Declaring that the Easter Sunday carnage is a crime against humanity, Sosa examined the sequence of events as presented by C4, based on Hanzeer Azad Maulana, ex-CID Officer Nishantha Silva, who sought political asylum in Switzerland a week after Gotabaya Rajapaksa’s election as the President in Nov. 2019, and an anonymous Sri Lankan Government Official.

C4 accusations pertained to the period about four years prior to the Easter bombings. They rely on the accusations of Maulana and Nishantha Silva. C4 dealt with circumstances Pilleyan’s involvement in the murder of a sitting Member of Parliament Joseph Pararajasingham while attending holy mass on Christmas day 2005. That killing took place in Batticaloa.

One-time LTTEer and sidekick of Karuna Amman who served Mahinda Rajapaksa’s parliamentary group had been entrusted with the task of eliminating those opposed to the Rajapaksas, according to Moulana, who lucidly explained the role played by his former boss over the years.
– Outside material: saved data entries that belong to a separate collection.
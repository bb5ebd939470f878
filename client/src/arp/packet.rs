//! The Ethernet IPv4 ARP packet codec.

use std::io;
use std::net::Ipv4Addr;

use bytes::{Buf, BufMut};
use eui48::{MacAddress, EUI48LEN};

/// The EtherType carried by ARP frames.
pub const ETHERTYPE_ARP: u16 = 0x0806;

/// The size of an Ethernet IPv4 ARP packet in bytes.
pub const SIZE_PACKET: usize = 28;

const HARDWARE_TYPE_ETHERNET: u16 = 1;
const PROTOCOL_TYPE_IPV4: u16 = 0x0800;
const SIZE_PROTOCOL_ADDRESS: u8 = 4;

/// Checks if there is enough data in the buffer.
macro_rules! check_remaining(
    ($cursor:expr, $distance:expr) => (
        if $cursor.remaining() < $distance {
            return Err(io::Error::new(io::ErrorKind::UnexpectedEof, "Packet is truncated"));
        }
    )
);

/// ARP operation codes.
#[derive(Debug, Clone, Copy, PartialEq, Eq)]
pub enum Operation {
    Unknown = -1,
    Request = 1,
    Reply = 2,
}

impl From<u16> for Operation {
    fn from(value: u16) -> Self {
        use self::Operation::*;
        match value {
            1 => Request,
            2 => Reply,
            _ => Unknown,
        }
    }
}

/// An Ethernet IPv4 ARP packet without its frame header.
#[derive(Debug, Clone, PartialEq, Eq)]
pub struct Packet {
    pub operation: Operation,
    pub sender_hardware: MacAddress,
    pub sender_protocol: Ipv4Addr,
    pub target_hardware: MacAddress,
    pub target_protocol: Ipv4Addr,
}

impl Packet {
    /// A probe asks for `candidate` with an unspecified sender address, so
    /// it never pollutes neighbor caches.
    pub fn probe(sender: MacAddress, candidate: Ipv4Addr) -> Self {
        Self {
            operation: Operation::Request,
            sender_hardware: sender,
            sender_protocol: Ipv4Addr::UNSPECIFIED,
            target_hardware: MacAddress::nil(),
            target_protocol: candidate,
        }
    }

    /// An announcement claims `address` as both sender and target.
    pub fn announce(sender: MacAddress, address: Ipv4Addr) -> Self {
        Self {
            operation: Operation::Request,
            sender_hardware: sender,
            sender_protocol: address,
            target_hardware: MacAddress::nil(),
            target_protocol: address,
        }
    }

    /// ARP packet deserialization.
    ///
    /// # Errors
    /// `io::Error` if the packet is truncated or not an Ethernet IPv4 one.
    pub fn from_bytes(src: &[u8]) -> io::Result<Self> {
        let mut cursor = io::Cursor::new(src);
        check_remaining!(cursor, SIZE_PACKET);

        if cursor.get_u16() != HARDWARE_TYPE_ETHERNET || cursor.get_u16() != PROTOCOL_TYPE_IPV4 {
            return Err(io::Error::new(
                io::ErrorKind::InvalidData,
                "Not an Ethernet IPv4 packet",
            ));
        }
        if cursor.get_u8() != EUI48LEN as u8 || cursor.get_u8() != SIZE_PROTOCOL_ADDRESS {
            return Err(io::Error::new(
                io::ErrorKind::InvalidData,
                "Address length octets are invalid",
            ));
        }
        let operation = cursor.get_u16().into();

        let mut hardware = [0u8; EUI48LEN];
        cursor.copy_to_slice(&mut hardware);
        let sender_hardware = MacAddress::new(hardware);
        let sender_protocol = Ipv4Addr::from(cursor.get_u32());
        let mut hardware = [0u8; EUI48LEN];
        cursor.copy_to_slice(&mut hardware);
        let target_hardware = MacAddress::new(hardware);
        let target_protocol = Ipv4Addr::from(cursor.get_u32());

        Ok(Self {
            operation,
            sender_hardware,
            sender_protocol,
            target_hardware,
            target_protocol,
        })
    }

    /// ARP packet serialization.
    ///
    /// # Errors
    /// `io::Error` if the buffer is too small.
    pub fn to_bytes(&self, dst: &mut [u8]) -> io::Result<usize> {
        let mut cursor = dst;
        if cursor.remaining_mut() < SIZE_PACKET {
            return Err(io::Error::new(
                io::ErrorKind::UnexpectedEof,
                "Buffer is too small",
            ));
        }
        cursor.put_u16(HARDWARE_TYPE_ETHERNET);
        cursor.put_u16(PROTOCOL_TYPE_IPV4);
        cursor.put_u8(EUI48LEN as u8);
        cursor.put_u8(SIZE_PROTOCOL_ADDRESS);
        cursor.put_u16(self.operation as u16);
        cursor.put_slice(self.sender_hardware.as_bytes());
        cursor.put_u32(u32::from(self.sender_protocol));
        cursor.put_slice(self.target_hardware.as_bytes());
        cursor.put_u32(u32::from(self.target_protocol));
        Ok(SIZE_PACKET)
    }
}
//! DHCPv4 lease admission and timing.
//!
//! Admission turns an acknowledged message into the timers and the
//! interface configuration the engine runs with. Server supplied
//! timing outside `renewal <= rebinding < lease` is clamped here, so
//! the rest of the engine can rely on the ordering.

use std::{
    net::Ipv4Addr,
    time::{Duration, Instant},
};

use dhcp_platform::Binding4;
use dhcp_protocol::v4::Message;

/// The lease time value meaning the lease never expires.
pub const TIME_INFINITE: u32 = 0xffff_ffff;

const LEASE_TIME_MINIMAL: u32 = 20;
const LEASE_TIME_DEFAULT: u32 = 3600;

/// An admitted DHCPv4 lease.
#[derive(Debug, Clone)]
pub struct Lease4 {
    pub address: Ipv4Addr,
    pub server_id: Ipv4Addr,
    pub binding: Binding4,
    pub lease_time: u32,
    pub renewal_time: u32,
    pub rebinding_time: u32,
    pub acquired: Instant,
    /// The acknowledged message bytes as persisted.
    pub raw: Vec<u8>,
}

impl Lease4 {
    /// Admits an acknowledged lease, clamping out of range timing.
    ///
    /// Returns `None` if the message carries no server identifier.
    pub fn admit(interface: &str, message: &Message, raw: Vec<u8>) -> Option<Self> {
        let server_id = match message.options.dhcp_server_id {
            Some(server_id) => server_id,
            None => {
                warn!("{}: the lease carries no server identifier", interface);
                return None;
            }
        };
        let address = message.your_ip_address;

        let mut lease_time = match message.options.address_time {
            Some(address_time) => address_time,
            None => {
                warn!(
                    "{}: no lease time, assuming {} seconds",
                    interface, LEASE_TIME_DEFAULT
                );
                LEASE_TIME_DEFAULT
            }
        };
        if lease_time != TIME_INFINITE && lease_time < LEASE_TIME_MINIMAL {
            warn!(
                "{}: lease time {} is too short, raising to {} seconds",
                interface, lease_time, LEASE_TIME_MINIMAL
            );
            lease_time = LEASE_TIME_MINIMAL;
        }

        let (renewal_time, rebinding_time) = if lease_time == TIME_INFINITE {
            (0, 0)
        } else {
            let seven_eighths = (u64::from(lease_time) * 7 / 8) as u32;
            let rebinding_time = match message.options.rebinding_time.filter(|&time| time != 0) {
                Some(time) if time >= lease_time => {
                    warn!(
                        "{}: rebinding time {} exceeds the lease time {}, clamping",
                        interface, time, lease_time
                    );
                    seven_eighths
                }
                Some(time) => time,
                None => seven_eighths,
            };
            let renewal_time = match message.options.renewal_time.filter(|&time| time != 0) {
                Some(time) if time > rebinding_time => {
                    warn!(
                        "{}: renewal time {} exceeds the rebinding time {}, clamping",
                        interface, time, rebinding_time
                    );
                    lease_time / 2
                }
                Some(time) => time,
                None => lease_time / 2,
            };
            (renewal_time, rebinding_time)
        };

        Some(Self {
            address,
            server_id,
            binding: derive_binding(interface, address, message),
            lease_time,
            renewal_time,
            rebinding_time,
            acquired: Instant::now(),
            raw,
        })
    }

    pub fn is_infinite(&self) -> bool {
        self.lease_time == TIME_INFINITE
    }

    /// The time left until the rebinding threshold.
    pub fn until_rebind(&self) -> Duration {
        (self.acquired + Duration::from_secs(u64::from(self.rebinding_time)))
            .saturating_duration_since(Instant::now())
    }

    /// The time left until the lease expires.
    pub fn until_expiry(&self) -> Duration {
        (self.acquired + Duration::from_secs(u64::from(self.lease_time)))
            .saturating_duration_since(Instant::now())
    }
}

/// Derives the interface configuration from the lease options.
///
/// RFC 3442 classless routes, when present, supersede both the router
/// list and the historic static route pairs.
fn derive_binding(interface: &str, address: Ipv4Addr, message: &Message) -> Binding4 {
    let mask = match message.options.subnet_mask {
        Some(mask) => mask,
        None => {
            let classful = classful_mask(address);
            warn!("{}: no subnet mask, assuming {}", interface, classful);
            classful
        }
    };
    let prefix_length = u32::from(mask).count_ones() as u8;
    let broadcast = message
        .options
        .broadcast_address
        .or_else(|| Some(Ipv4Addr::from(u32::from(address) | !u32::from(mask))));

    let (routers, static_routes) = match message.options.classless_static_routes {
        Some(ref routes) => (Vec::new(), routes.clone()),
        None => (
            message.options.routers.clone().unwrap_or_default(),
            message
                .options
                .static_routes
                .as_ref()
                .map(|pairs| {
                    pairs
                        .iter()
                        .map(|&(destination, router)| {
                            (destination, classful_mask(destination), router)
                        })
                        .collect()
                })
                .unwrap_or_default(),
        ),
    };

    Binding4 {
        address,
        prefix_length,
        broadcast,
        routers,
        static_routes,
        dns_servers: message
            .options
            .domain_name_servers
            .clone()
            .unwrap_or_default(),
        mtu: message.options.mtu_interface,
    }
}

fn classful_mask(address: Ipv4Addr) -> Ipv4Addr {
    let first = address.octets()[0];
    if first < 128 {
        Ipv4Addr::new(255, 0, 0, 0)
    } else if first < 192 {
        Ipv4Addr::new(255, 255, 0, 0)
    } else {
        Ipv4Addr::new(255, 255, 255, 0)
    }
}

#[cfg(test)]
mod tests {
    use super::*;

    use eui48::MacAddress;

    use dhcp_protocol::v4::{HardwareType, MessageType, OperationCode, Options};

    fn ack(address: Ipv4Addr, options: Options) -> Message {
        Message {
            operation_code: OperationCode::BootReply,
            hardware_type: HardwareType::Ethernet,
            hardware_address_length: 6,
            hardware_options: 0,
            transaction_id: 0x01020304,
            seconds: 0,
            is_broadcast: false,
            client_ip_address: Ipv4Addr::UNSPECIFIED,
            your_ip_address: address,
            server_ip_address: Ipv4Addr::UNSPECIFIED,
            gateway_ip_address: Ipv4Addr::UNSPECIFIED,
            client_hardware_address: MacAddress::new([0x00, 0x11, 0x22, 0x33, 0x44, 0x55]),
            server_name: Vec::new(),
            boot_filename: Vec::new(),
            options,
        }
    }

    fn base_options() -> Options {
        let mut options = Options::default();
        options.dhcp_message_type = Some(MessageType::DhcpAck);
        options.dhcp_server_id = Some(Ipv4Addr::new(192, 168, 1, 1));
        options.address_time = Some(1000);
        options.subnet_mask = Some(Ipv4Addr::new(255, 255, 255, 0));
        options
    }

    #[test]
    fn timing_defaults_follow_the_halves() {
        let message = ack(Ipv4Addr::new(192, 168, 1, 40), base_options());
        let lease = Lease4::admit("test0", &message, Vec::new()).unwrap();

        assert_eq!(lease.lease_time, 1000);
        assert_eq!(lease.renewal_time, 500);
        assert_eq!(lease.rebinding_time, 875);
        assert_eq!(lease.binding.prefix_length, 24);
        assert_eq!(lease.binding.broadcast, Some(Ipv4Addr::new(192, 168, 1, 255)));
    }

    #[test]
    fn server_timing_out_of_range_is_clamped() {
        let mut options = base_options();
        options.renewal_time = Some(950);
        options.rebinding_time = Some(2000);
        let message = ack(Ipv4Addr::new(192, 168, 1, 40), options);
        let lease = Lease4::admit("test0", &message, Vec::new()).unwrap();

        assert_eq!(lease.rebinding_time, 875);
        assert_eq!(lease.renewal_time, 500);
    }

    #[test]
    fn a_short_lease_is_raised_to_the_minimum() {
        let mut options = base_options();
        options.address_time = Some(5);
        let message = ack(Ipv4Addr::new(192, 168, 1, 40), options);
        let lease = Lease4::admit("test0", &message, Vec::new()).unwrap();

        assert_eq!(lease.lease_time, LEASE_TIME_MINIMAL);
    }

    #[test]
    fn an_infinite_lease_never_renews() {
        let mut options = base_options();
        options.address_time = Some(TIME_INFINITE);
        let message = ack(Ipv4Addr::new(192, 168, 1, 40), options);
        let lease = Lease4::admit("test0", &message, Vec::new()).unwrap();

        assert!(lease.is_infinite());
        assert_eq!(lease.renewal_time, 0);
        assert_eq!(lease.rebinding_time, 0);
    }

    #[test]
    fn a_missing_server_identifier_is_refused() {
        let mut options = base_options();
        options.dhcp_server_id = None;
        let message = ack(Ipv4Addr::new(192, 168, 1, 40), options);

        assert!(Lease4::admit("test0", &message, Vec::new()).is_none());
    }

    #[test]
    fn classless_routes_supersede_the_router_list() {
        let mut options = base_options();
        options.routers = Some(vec![Ipv4Addr::new(192, 168, 1, 1)]);
        options.static_routes = Some(vec![(
            Ipv4Addr::new(10, 0, 0, 0),
            Ipv4Addr::new(10, 0, 0, 1),
        )]);
        let route = (
            Ipv4Addr::new(172, 16, 0, 0),
            Ipv4Addr::new(255, 240, 0, 0),
            Ipv4Addr::new(192, 168, 1, 254),
        );
        options.classless_static_routes = Some(vec![route]);
        let message = ack(Ipv4Addr::new(192, 168, 1, 40), options);
        let lease = Lease4::admit("test0", &message, Vec::new()).unwrap();

        assert!(lease.binding.routers.is_empty());
        assert_eq!(lease.binding.static_routes, vec![route]);
    }

    #[test]
    fn historic_route_pairs_get_classful_masks() {
        let mut options = base_options();
        options.static_routes = Some(vec![(
            Ipv4Addr::new(10, 0, 0, 0),
            Ipv4Addr::new(192, 168, 1, 254),
        )]);
        let message = ack(Ipv4Addr::new(192, 168, 1, 40), options);
        let lease = Lease4::admit("test0", &message, Vec::new()).unwrap();

        assert_eq!(
            lease.binding.static_routes,
            vec![(
                Ipv4Addr::new(10, 0, 0, 0),
                Ipv4Addr::new(255, 0, 0, 0),
                Ipv4Addr::new(192, 168, 1, 254),
            )]
        );
    }

    #[test]
    fn a_missing_mask_falls_back_to_the_class() {
        let mut options = base_options();
        options.subnet_mask = None;
        let message = ack(Ipv4Addr::new(10, 1, 2, 3), options);
        let lease = Lease4::admit("test0", &message, Vec::new()).unwrap();

        assert_eq!(lease.binding.prefix_length, 8);
    }
}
Sosa questioned Moulana’s claim that Pilleyan’s group had been accommodated at the former Tripoli market premises and was named the ‘Tripoli Platoon.’ The former Director of Operations and Training declared: “This is an outrageous claim. As there had been an Army detachment therein, a motley crowd of civilians couldn’t have been positioned there under any circumstances. Such a situation is not possible in any disciplined military organization.”

Reiterating his concerns over the failure on the part of successive governments to punish those responsible for the assassination of Sunday Leader Editor Lasantha Wickrematunga in January 2009, the Air Force veteran said that Moulana’s claim that the wartime Defence Secretary Gotabaya Rajapaksa directed the so-called Tripoli ‘platoon’ to eliminate the eminent journalist is nothing but a blatant lie.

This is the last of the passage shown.